My Spring application has many beans, logically segregated in Java packages (f.e. order, product, etc.). I would like to test each package in isolation. I would like to start all beans from the package as simple as possible.

It seems that best choice is @SpringJUnitConfig. The annotation starts a context, but without help it does not know where to find beans. It is not easy to help the annotation.

  • I can provide path to XML configuration, but XML extincted
  • I can provide package Java configuration, but I use ComponentScan and there is no Java configuration
  • I can enlist beans one by one, but
    • I do not want modify test code every time I decided change beans structure
    • I want the context is build same way as in production, because I want test production-like, component-scan-powered context, not artificial, bean-cherry-pick-powered test context
  • I can add nested static @Configuration class, but again - I want context built like production context.

Let's start from beginning. You are @SpringJUnitConfig. You have to start a context, but you have no any hint about beans. Where beans may located? Hmm, in current package?

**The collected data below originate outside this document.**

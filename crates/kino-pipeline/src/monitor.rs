//! Buffer health monitoring
//!
//! One low-frequency thread per track classifies how much media the
//! renderer holds and runs the periodic discontinuity and deadlock checks.

use std::sync::Arc;
use std::time::Duration;

use parking_lot::{Condvar, Mutex};
use tracing::{debug, info, warn};

use crate::events::PlayerEvent;
use crate::stream::Shared;
use crate::types::{is_trickplay_rate, BufferHealth, TrackType};

/// Classify a track's buffer
///
/// `cached` is the number of fragments held in the ring; chunk mode passes 0
/// since its buffered seconds already count the queued chunks.
pub fn classify(cached: usize, buffered_seconds: f64, green_threshold: f64) -> BufferHealth {
    if cached == 0 && buffered_seconds <= 0.0 {
        BufferHealth::Red
    } else if cached == 0 && buffered_seconds <= green_threshold {
        BufferHealth::Yellow
    } else {
        BufferHealth::Green
    }
}

/// Interruptible sleep shared by the monitor threads
pub(crate) struct StopSignal {
    stopped: Mutex<bool>,
    cond: Condvar,
}

impl StopSignal {
    pub(crate) fn new() -> Self {
        Self {
            stopped: Mutex::new(false),
            cond: Condvar::new(),
        }
    }

    /// Sleep for `duration`; false if stopped before or during the sleep
    pub(crate) fn sleep(&self, duration: Duration) -> bool {
        let mut stopped = self.stopped.lock();
        if !*stopped {
            let _ = self.cond.wait_for(&mut stopped, duration);
        }
        !*stopped
    }

    pub(crate) fn stop(&self) {
        *self.stopped.lock() = true;
        self.cond.notify_all();
    }

    pub(crate) fn reset(&self) {
        *self.stopped.lock() = false;
    }
}

/// Monitor thread body
pub(crate) fn run_monitor(shared: Arc<Shared>, kind: TrackType) {
    info!(track = %kind, "Buffer monitor started");
    let mut interval = shared.config.monitor_delay();
    while shared.stop.sleep(interval) {
        interval = shared.config.monitor_interval();
        if !shared.track(kind).is_enabled() || is_trickplay_rate(shared.rate()) {
            continue;
        }
        check_buffer_health(&shared, kind);
    }
    info!(track = %kind, "Buffer monitor stopped");
}

/// One monitor tick
pub(crate) fn check_buffer_health(shared: &Shared, kind: TrackType) {
    let track = shared.track(kind);
    let buffered = track.buffered_duration(shared.clock.elapsed_seconds());
    let cached = if shared.config.low_latency_mode {
        0
    } else {
        track.ring().occupancy()
    };
    let health = classify(cached, buffered, shared.config.green_threshold());

    if let Some(previous) = track.set_health(health) {
        warn!(
            track = %kind,
            from = %previous,
            to = %health,
            buffered,
            cached = track.ring().occupancy(),
            "Buffer health changed"
        );
        shared.metrics.record_buffer_health_change();
        shared.emitter.emit(PlayerEvent::BufferHealthChanged {
            track: kind,
            from: previous,
            to: health,
            buffered_seconds: buffered,
        });
    } else {
        debug!(track = %kind, health = %health, buffered, "Buffer health");
    }

    shared.check_for_injection_stall(kind);
    shared.check_discontinuity_timeout(kind);

    if kind == TrackType::Video {
        shared.check_for_playback_stall(false);
        if shared.context.is_underflow()
            && health == BufferHealth::Green
            && !shared.context.is_ingestion_enabled(kind)
        {
            warn!(
                track = %kind,
                buffered,
                "Possible deadlock: underflow with a healthy buffer and ingestion paused, resuming"
            );
            shared.context.resume_ingestion(kind);
        }
    }
}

My solution: if I have package com.company.order with beans, I can write test

package com.company.order;

@SpringJUnitConfig
@ComponentScan
@Import({})
class OrderTest {

    @Test
    void test(@Autowired OrderService orderService) {
        ...

I woild like

package com.company.order;

@SpringJUnitConfig 
class OrderTest {

    @Test
    void test(@Autowired OrderService orderService) {
        ...

I could try to implement it myself, but I need a hint how to start

Comment From: snicoll

Thanks for getting in touch, but it feels like this is a question that would be better suited to Stack Overflow. As mentioned in the guidelines for contributing, we prefer to use the issue tracker only for bugs and enhancements. Feel free to update this issue with a link to the re-posted question (so that other people can find it) or add some more details if you feel this is a genuine bug.

Comment From: michaldo

@snicoll then let's treat this issue a bug

Test

package com.company.order;

@SpringJUnitConfig
@ComponentScan
class OrderTest { ...

does not find any bean in package com.company.order

Test

package com.company.order;

@SpringJUnitConfig
@ComponentScan
@Import({})
class OrderTest { ...

finds all beans in the package.

It does not make a sense, because empty @Import should be neutral to the test. From abstract logic perspective, behavior should be the same, regardless of presence empty @Import From pragmatic logic perspective, if I add @ComponentScan to the test, it should be respected

Comment From: snicoll

@michaldo it doesn't work like that. You can't decide something is a bug without a reasonable explanation. The @Import side effect is interesting (I haven't checked that myself). The first sentence of @ComponentScan states:

Configures component scanning directives for use with {@link Configuration @Configuration} classes.

A test is not a configuration class. @SpringJUnitConfig is what triggers your test to use Spring via @ContextConfiguration. The Javadoc of that class is plentiful so please review it and, if you have more questions, ask them on StackOverflow.

Comment From: michaldo

if you have more questions, ask them on StackOverflow.

I do not like ask on SO. First, SO is for concrete problems, not discussions. Second, it does not work: I asked https://stackoverflow.com/q/78383825/2365727 a week ago and no response

The @Import side effect is interesting

Intellij highlights @Autowired private OrderService orderService as "No bean found". It seems Intellij better understood @ComponentScan rules than Spring Test Framework :)

Comment From: michaldo

I think that the following formula

package com.company.order;

@SpringJUnitConfig(classes = OrderTest class)
@ComponentScan
class OrderTest { ...

is compact, compliant with @ContextConfiguration rules and does not confusing for Intellij like version with empty @Import.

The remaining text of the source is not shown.